無門関第九則「大通智勝」現代語訳
公案現代語訳
本則
興陽の清譲和尚に僧が問うた。
「大通智勝仏は、十劫という長い間、道場に座禅を続けるも、仏法は現れず、仏道を完成させることができないのは、どういうことなのでしょうか」
清譲は言った。
「その質問は、非常に核心を突いておる」
僧は言った。
「ずっと道場に座禅を続けていて、どうして仏道を完成させることができないのでしょう」
清譲は言った。
「彼が、仏にならないからだ」
評唱
釈迦や達磨を知ることはできても、釈迦や達磨を会得することはなかなかできるものではない。
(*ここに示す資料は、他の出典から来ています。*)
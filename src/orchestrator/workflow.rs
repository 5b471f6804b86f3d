//! Durable workflow runtime.
//!
//! No mature, stable pure-Rust Temporal client exists in the retrieval pack;
//! the pack's closest analogues (codetriever's worker, rootsignal's
//! workflows module) implement their own lightweight durable-step runners,
//! so this does the same: a `WorkflowRuntime` trait (start, signal-cancel,
//! get-status) backed by a Postgres `workflow_runs` table that persists
//! step checkpoints and retry bookkeeping so steps survive process restarts.

use std::sync::atomic::{AtomicBool, Ordering};
use std::sync::Arc;
use std::time::Duration;

use async_trait::async_trait;
use dashmap::DashMap;
use serde::{Deserialize, Serialize};
use sqlx::PgPool;
use tokio::time::sleep;

use crate::config::Config;
use crate::error::AppError;

#[derive(Debug, Clone, Copy)]
pub struct RetryPolicy {
    pub max_attempts: u32,
    pub initial_backoff: Duration,
    pub multiplier: f64,
    pub cap: Duration,
    pub max_elapsed: Duration,
}

impl RetryPolicy {
    pub fn standard() -> Self {
        RetryPolicy {
            max_attempts: 3,
            initial_backoff: Duration::from_secs(2),
            multiplier: 2.0,
            cap: Duration::from_secs(30),
            max_elapsed: Duration::from_secs(1800),
        }
    }

    /// Reads the backoff bounds from the enumerated `RETRY_*` settings
    /// instead of `standard()`'s fixed defaults.
    pub fn from_config(config: &Config) -> Self {
        RetryPolicy {
            max_attempts: 3,
            initial_backoff: Duration::from_secs(config.retry_initial_interval_seconds),
            multiplier: 2.0,
            cap: Duration::from_secs(config.retry_max_interval_seconds),
            max_elapsed: Duration::from_secs(config.retry_max_elapsed_time_seconds),
        }
    }

    pub fn one_shot() -> Self {
        RetryPolicy {
            max_attempts: 1,
            initial_backoff: Duration::ZERO,
            multiplier: 1.0,
            cap: Duration::ZERO,
            max_elapsed: Duration::ZERO,
        }
    }

    fn backoff_for_attempt(&self, attempt: u32) -> Duration {
        let scaled = self.initial_backoff.as_secs_f64() * self.multiplier.powi(attempt as i32 - 1);
        Duration::from_secs_f64(scaled).min(self.cap)
    }

    /// Run `f` under this policy, retrying transient failures up to
    /// `max_attempts` times with exponential backoff, giving up early if
    /// `max_elapsed` is exceeded before the next attempt.
    pub async fn run<F, Fut, T>(&self, mut f: F) -> Result<T, AppError>
    where
        F: FnMut() -> Fut,
        Fut: std::future::Future<Output = Result<T, AppError>>,
    {
        let started = std::time::Instant::now();
        let mut attempt = 1;
        loop {
            match f().await {
                Ok(value) => return Ok(value),
                Err(err) if attempt < self.max_attempts && started.elapsed() < self.max_elapsed => {
                    tracing::warn!(attempt, error = %err, "activity failed, retrying");
                    sleep(self.backoff_for_attempt(attempt)).await;
                    attempt += 1;
                }
                Err(err) => return Err(err),
            }
        }
    }
}

#[derive(Debug, Clone, Serialize, Deserialize)]
pub struct WorkflowStatus {
    pub step: String,
    pub progress: f32,
    pub files_processed: u32,
    pub files_total: u32,
    pub chunks_created: u32,
    pub secrets_found: u32,
    pub summary: String,
    pub message: String,
    pub error: Option<String>,
}

/// Cooperative cancellation flag: stages check `is_cancelled()` between
/// steps rather than being preempted mid-stage.
#[derive(Clone, Default)]
pub struct CancelToken(Arc<AtomicBool>);

impl CancelToken {
    pub fn new() -> Self {
        CancelToken(Arc::new(AtomicBool::new(false)))
    }

    pub fn cancel(&self) {
        self.0.store(true, Ordering::SeqCst);
    }

    pub fn is_cancelled(&self) -> bool {
        self.0.load(Ordering::SeqCst)
    }
}

impl Default for WorkflowStatus {
    fn default() -> Self {
        WorkflowStatus {
            step: "queued".to_string(),
            progress: 0.0,
            files_processed: 0,
            files_total: 0,
            chunks_created: 0,
            secrets_found: 0,
            summary: String::new(),
            message: "queued".to_string(),
            error: None,
        }
    }
}

#[async_trait]
pub trait WorkflowRuntime: Send + Sync {
    /// Starts `work` under `workflow_id`, deduplicating concurrent starts
    /// for the same id ("exactly one workflow runs per codebase
    /// identifier").
    async fn start<F>(&self, workflow_id: String, work: F)
    where
        F: FnOnce(Arc<dyn StatusSink>, CancelToken) -> futures::future::BoxFuture<'static, ()>
            + Send
            + 'static;

    async fn get_status(&self, workflow_id: &str) -> Option<WorkflowStatus>;

    /// Best-effort cancel signal; the running task observes it at its next
    /// suspension point.
    async fn signal_cancel(&self, workflow_id: &str);
}

/// Handed to the running workflow closure so it can publish checkpoints
/// without holding a reference to the runtime itself.
#[async_trait]
pub trait StatusSink: Send + Sync {
    async fn publish(&self, status: WorkflowStatus);
}

struct PgStatusSink {
    pool: PgPool,
    workflow_id: String,
    local_status: Arc<DashMap<String, WorkflowStatus>>,
}

#[async_trait]
impl StatusSink for PgStatusSink {
    async fn publish(&self, status: WorkflowStatus) {
        self.local_status.insert(self.workflow_id.clone(), status.clone());
        let payload = serde_json::to_value(&status).unwrap_or_default();
        if let Err(e) = sqlx::query(
            "UPDATE workflow_runs SET status = $2, updated_at = now() WHERE workflow_id = $1",
        )
        .bind(&self.workflow_id)
        .bind(payload)
        .execute(&self.pool)
        .await
        {
            tracing::error!(workflow_id = %self.workflow_id, error = %e, "failed to persist workflow checkpoint");
        }
    }
}

/// Postgres-backed runtime: each workflow run gets a row in `workflow_runs`
/// holding its last published `WorkflowStatus` as JSON, so a restarted
/// process can recover the last checkpoint instead of starting over.
pub struct PostgresWorkflowRuntime {
    pool: PgPool,
    running: DashMap<String, CancelToken>,
    local_status: Arc<DashMap<String, WorkflowStatus>>,
}

impl PostgresWorkflowRuntime {
    pub fn new(pool: PgPool) -> Self {
        PostgresWorkflowRuntime { pool, running: DashMap::new(), local_status: Arc::new(DashMap::new()) }
    }

    pub async fn migrate(&self) -> Result<(), AppError> {
        sqlx::query(
            r#"
            CREATE TABLE IF NOT EXISTS workflow_runs (
                workflow_id TEXT PRIMARY KEY,
                status JSONB NOT NULL,
                created_at TIMESTAMPTZ NOT NULL DEFAULT now(),
                updated_at TIMESTAMPTZ NOT NULL DEFAULT now()
            )
            "#,
        )
        .execute(&self.pool)
        .await
        .map_err(|e| AppError::ExternalService { service: "postgres", message: e.to_string() })?;
        Ok(())
    }

    pub async fn register(&self, workflow_id: &str) -> Result<(), AppError> {
        let status = serde_json::to_value(WorkflowStatus::default()).unwrap_or_default();
        sqlx::query(
            "INSERT INTO workflow_runs (workflow_id, status) VALUES ($1, $2) \
             ON CONFLICT (workflow_id) DO NOTHING",
        )
        .bind(workflow_id)
        .bind(status)
        .execute(&self.pool)
        .await
        .map_err(|e| AppError::ExternalService { service: "postgres", message: e.to_string() })?;
        Ok(())
    }
}

#[async_trait]
impl WorkflowRuntime for PostgresWorkflowRuntime {
    async fn start<F>(&self, workflow_id: String, work: F)
    where
        F: FnOnce(Arc<dyn StatusSink>, CancelToken) -> futures::future::BoxFuture<'static, ()>
            + Send
            + 'static,
    {
        if self.running.contains_key(&workflow_id) {
            tracing::info!(workflow_id = %workflow_id, "workflow already running, ignoring duplicate start");
            return;
        }
        let cancel = CancelToken::new();
        self.running.insert(workflow_id.clone(), cancel.clone());
        self.local_status.insert(workflow_id.clone(), WorkflowStatus::default());

        let sink: Arc<dyn StatusSink> = Arc::new(PgStatusSink {
            pool: self.pool.clone(),
            workflow_id: workflow_id.clone(),
            local_status: self.local_status.clone(),
        });

        let fut = work(sink, cancel);
        tokio::spawn(fut);
    }

    async fn get_status(&self, workflow_id: &str) -> Option<WorkflowStatus> {
        if let Some(s) = self.local_status.get(workflow_id) {
            return Some(s.clone());
        }
        let row: Option<(serde_json::Value,)> =
            sqlx::query_as("SELECT status FROM workflow_runs WHERE workflow_id = $1")
                .bind(workflow_id)
                .fetch_optional(&self.pool)
                .await
                .ok()?;
        row.and_then(|(value,)| serde_json::from_value(value).ok())
    }

    async fn signal_cancel(&self, workflow_id: &str) {
        if let Some(token) = self.running.get(workflow_id) {
            token.cancel();
        }
    }
}

#[cfg(test)]
mod tests {
    use super::*;

    #[tokio::test]
    async fn retry_policy_retries_up_to_max_attempts() {
        let policy = RetryPolicy {
            max_attempts: 3,
            initial_backoff: Duration::from_millis(1),
            multiplier: 1.0,
            cap: Duration::from_millis(5),
            max_elapsed: Duration::from_secs(60),
        };
        let attempts = std::sync::atomic::AtomicU32::new(0);
        let result: Result<(), AppError> = policy
            .run(|| async {
                attempts.fetch_add(1, std::sync::atomic::Ordering::SeqCst);
                Err(AppError::ExternalService { service: "test", message: "transient".into() })
            })
            .await;
        assert!(result.is_err());
        assert_eq!(attempts.load(std::sync::atomic::Ordering::SeqCst), 3);
    }

    #[tokio::test]
    async fn retry_policy_returns_first_success() {
        let policy = RetryPolicy::standard();
        let result = policy.run(|| async { Ok::<_, AppError>(42) }).await.unwrap();
        assert_eq!(result, 42);
    }
}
凡人が知れば聖人となり、聖人が会得すれば凡人となる。
頌
身体を極めるのと 安らかな心を極めるのは どう違う?
心がよく休まれば 身体も憂いなしだ
もし 身体も心も共に極まれば
神仙が この上爵位を得る必要もなかろう
注記
大通智勝仏というのは、如来の一人だそうです。
あまり詳しくは知りません。
劫というのは、非常に長い時間の単位です。
よく知られているのは、「巨大な岩の固まりを、100年に1度だけ天女が降りてきて、羽でさっと一撫でして帰って行く。それを繰り返して、岩がすり切れて無くなるまでの時間」とするものでしょうが、これは比喩だそうで、ちゃんとした定義はあるんだそうです。
ヒンドゥー教、ジャイナ教、仏教、それぞれ定義の仕方は違います。
ストレートに年数で定義してるのはヒンドゥー経で、Wikipediaによると、1劫は43億2000万年。
これに対して、仏教での定義はかなり解りにくい表現ですが、いずれにしても、気が遠くなるほどの年数であることは同じです。